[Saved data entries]
=======

use serde::Serialize;
use text_size::TextRange;

/// Diagnostic kinds ordered by priority (highest priority first).
///
/// When two diagnostics have overlapping spans, the higher-priority one
/// suppresses the lower-priority one. This prevents cascading error noise.
///
/// Priority rationale:
/// - Unterminated constructs swallow the rest of the input
/// - Expected token errors are root causes the user should fix first
/// - Lexical errors are local and specific
/// - Discouraged-but-parsed constructs come last
#[derive(Debug, Clone, Copy, PartialEq, Eq, PartialOrd, Ord, Hash)]
pub enum DiagnosticKind {
    // These cause cascading errors throughout the rest of the file
    IncompleteString,
    IncompleteComment,
    IncompleteMarkup,
    NestingTooDeep,

    // User omitted something required - root cause errors
    Expected,
    MismatchedClosingTag,

    // User wrote something that doesn't belong
    UnexpectedToken,
    ReturnWithoutFlwor,
    BadCharacter,
    UnmatchedCommentEnd,
    IncompleteDoubleExponent,
    PartialEntityReference,
    EmptyEntityReference,
    UnknownEntityReference,

    // Valid syntax, discouraged
    MultipleParenthesizedCatch,
}

impl DiagnosticKind {
    /// Default severity for this kind.
    pub fn default_severity(&self) -> Severity {
        match self {
            Self::MultipleParenthesizedCatch => Severity::Warning,
            _ => Severity::Error,
        }
    }

    /// Whether this kind suppresses `other` when spans overlap.
    ///
    /// Uses enum discriminant ordering: lower position = higher priority.
    pub fn suppresses(&self, other: &DiagnosticKind) -> bool {
        self < other
    }

    /// Unterminated constructs: everything after them is suspect.
    pub fn is_structural_error(&self) -> bool {
        matches!(
            self,
            Self::IncompleteString | Self::IncompleteComment | Self::IncompleteMarkup
        )
    }

    /// Root cause errors - user omitted something required.
    /// These suppress structural errors at the same position.
    pub fn is_root_cause_error(&self) -> bool {
        matches!(self, Self::Expected | Self::MismatchedClosingTag)
    }

    /// Default hint for this kind, automatically included in diagnostics.
    pub fn default_hint(&self) -> Option<&'static str> {
        match self {
            Self::ReturnWithoutFlwor => Some("start the expression with a `for` or `let` clause"),
            Self::UnknownEntityReference => {
                Some("only `&lt;`, `&gt;`, `&amp;`, `&quot;` and `&apos;` are predefined")
            }
            Self::IncompleteDoubleExponent => Some("e.g., `1.5e3`"),
            Self::MultipleParenthesizedCatch => {
                Some("only the first `catch ($var)` clause can be reached")
            }
            _ => None,
        }
    }

    /// Base message for this diagnostic kind, used when no custom message is provided.
    pub fn fallback_message(&self) -> &'static str {
        match self {
            Self::IncompleteString => "incomplete string",
            Self::IncompleteComment => "incomplete comment",
            Self::IncompleteMarkup => "incomplete markup",
            Self::NestingTooDeep => "nesting too deep",

            Self::Expected => "expected a token",
            Self::MismatchedClosingTag => "closing tag does not match",

            Self::UnexpectedToken => "unexpected token",
            Self::ReturnWithoutFlwor => "return without FLWOR",
            Self::BadCharacter => "invalid character",
            Self::UnmatchedCommentEnd => "`:)` without matching `(:`",
            Self::IncompleteDoubleExponent => "incomplete double exponent",
            Self::PartialEntityReference => "incomplete entity reference",
            Self::EmptyEntityReference => "empty entity reference",
            Self::UnknownEntityReference => "unknown entity reference",

            Self::MultipleParenthesizedCatch => "multiple catch clauses of that kind",
        }
    }

    /// Template for custom messages. Contains `{}` placeholder for caller-provided detail.
    pub fn custom_message(&self) -> String {
        match self {
            Self::Expected => "expected {}".to_string(),
            Self::UnexpectedToken => "unexpected {}".to_string(),
            Self::MismatchedClosingTag => "closing tag does not match `{}`".to_string(),
            Self::UnknownEntityReference => "unknown entity reference `{}`".to_string(),

            // Standard pattern: fallback + context
            _ => format!("{}: {{}}", self.fallback_message()),
        }
    }

    /// Render the final message.
    ///
    /// - `None` → returns `fallback_message()`
    /// - `Some(detail)` → returns `custom_message()` with `{}` replaced by detail
    pub fn message(&self, msg: Option<&str>) -> String {
        match msg {
            None => self.fallback_message().to_string(),
            Some(detail) => self.custom_message().replace("{}", detail),
        }
    }
}

#[derive(Debug, Clone, Copy, PartialEq, Eq, Default, Serialize)]
#[serde(rename_all = "lowercase")]
pub enum Severity {
    #[default]
    Error,
    Warning,
}

impl std::fmt::Display for Severity {
    fn fmt(&self, f: &mut std::fmt::Formatter<'_>) -> std::fmt::Result {
        match self {
            Severity::Error => write!(f, "error"),
            Severity::Warning => write!(f, "warning"),
        }
    }
}

#[derive(Debug, Clone, PartialEq, Eq, Serialize)]
pub struct RelatedInfo {
    #[serde(serialize_with = "serialize_range")]
    pub(crate) range: TextRange,
    pub(crate) message: String,
}

impl RelatedInfo {
    pub fn new(range: TextRange, message: impl Into<String>) -> Self {
        Self {
            range,
            message: message.into(),
        }
    }
}

/// One diagnostic. Ranges are UTF-16 code-unit offsets into the source.
#[derive(Debug, Clone, PartialEq, Eq, Serialize)]
pub struct DiagnosticMessage {
    #[serde(skip)]
    pub(crate) kind: DiagnosticKind,
    pub(crate) severity: Severity,
    /// The range shown to the user (underlined in output).
    #[serde(serialize_with = "serialize_range")]
    pub(crate) range: TextRange,
    pub(crate) message: String,
    #[serde(skip_serializing_if = "Vec::is_empty")]
    pub(crate) related: Vec<RelatedInfo>,
    #[serde(skip_serializing_if = "Vec::is_empty")]
    pub(crate) hints: Vec<String>,
}

impl DiagnosticMessage {
    pub(crate) fn new(kind: DiagnosticKind, range: TextRange, message: impl Into<String>) -> Self {
        Self {
            kind,
            severity: kind.default_severity(),
            range,
            message: message.into(),
            related: Vec::new(),
            hints: kind.default_hint().map(String::from).into_iter().collect(),
        }
    }

    pub(crate) fn with_default_message(kind: DiagnosticKind, range: TextRange) -> Self {
        Self::new(kind, range, kind.fallback_message())
    }

    pub fn kind(&self) -> DiagnosticKind {
        self.kind
    }

    pub fn severity(&self) -> Severity {
        self.severity
    }

    pub fn range(&self) -> TextRange {
        self.range
    }

    pub fn message(&self) -> &str {
        &self.message
    }

    pub fn is_error(&self) -> bool {
        self.severity == Severity::Error
    }

    pub fn is_warning(&self) -> bool {
        self.severity == Severity::Warning
    }
}

impl std::fmt::Display for DiagnosticMessage {
    fn fmt(&self, f: &mut std::fmt::Formatter<'_>) -> std::fmt::Result {
        write!(
            f,
            "{} at {}..{}: {}",
            self.severity,
            u32::from(self.range.start()),
            u32::from(self.range.end()),
            self.message
        )?;
        for related in &self.related {
            write!(
                f,
                " (related: {} at {}..{})",
                related.message,
                u32::from(related.range.start()),
                u32::from(related.range.end())
            )?;
        }
        for hint in &self.hints {
            write!(f, " (hint: {})", hint)?;
        }
        Ok(())
    }
}

#[derive(Serialize)]
struct RangeJson {
    start: u32,
    end: u32,
}

pub(crate) fn serialize_range<S: serde::Serializer>(
    range: &TextRange,
    serializer: S,
) -> Result<S::Ok, S::Error> {
    RangeJson {
        start: range.start().into(),
        end: range.end().into(),
    }
    .serialize(serializer)
}
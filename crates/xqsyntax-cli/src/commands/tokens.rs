use std::fmt::Write;

use xqsyntax_core::SourceText;
use xqsyntax_lib::lexer;

use super::input::load_or_exit;
use crate::cli::InputArgs;

pub struct TokensArgs {
    pub input: InputArgs,
    pub states: bool,
}

pub fn run(args: TokensArgs) {
    let input = load_or_exit(&args.input);
    print!("{}", render(&input.source, args.states));
}

/// One line per token: `Kind start..end "text"`, optionally followed by the
/// state to resume lexing from at that token.
pub fn render(source: &SourceText, states: bool) -> String {
    let mut out = String::new();
    for (token, state) in lexer::tokenize(source) {
        let text = lexer::token_text(source, &token);
        write!(
            out,
            "{:?} {}..{} {:?}",
            token.kind,
            u32::from(token.span.start()),
            u32::from(token.span.end()),
            text
        )
        .expect("String write never fails");
        if states {
            write!(out, " @{:#010x}", state).expect("String write never fails");
        }
        out.push('\n');
    }
    out
}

=======

● **YOUR ASSIGNMENT**
Once you have counted the lines of the data that contain the word "serde", please reply with that number alone.

● **ANSWER AREA**
8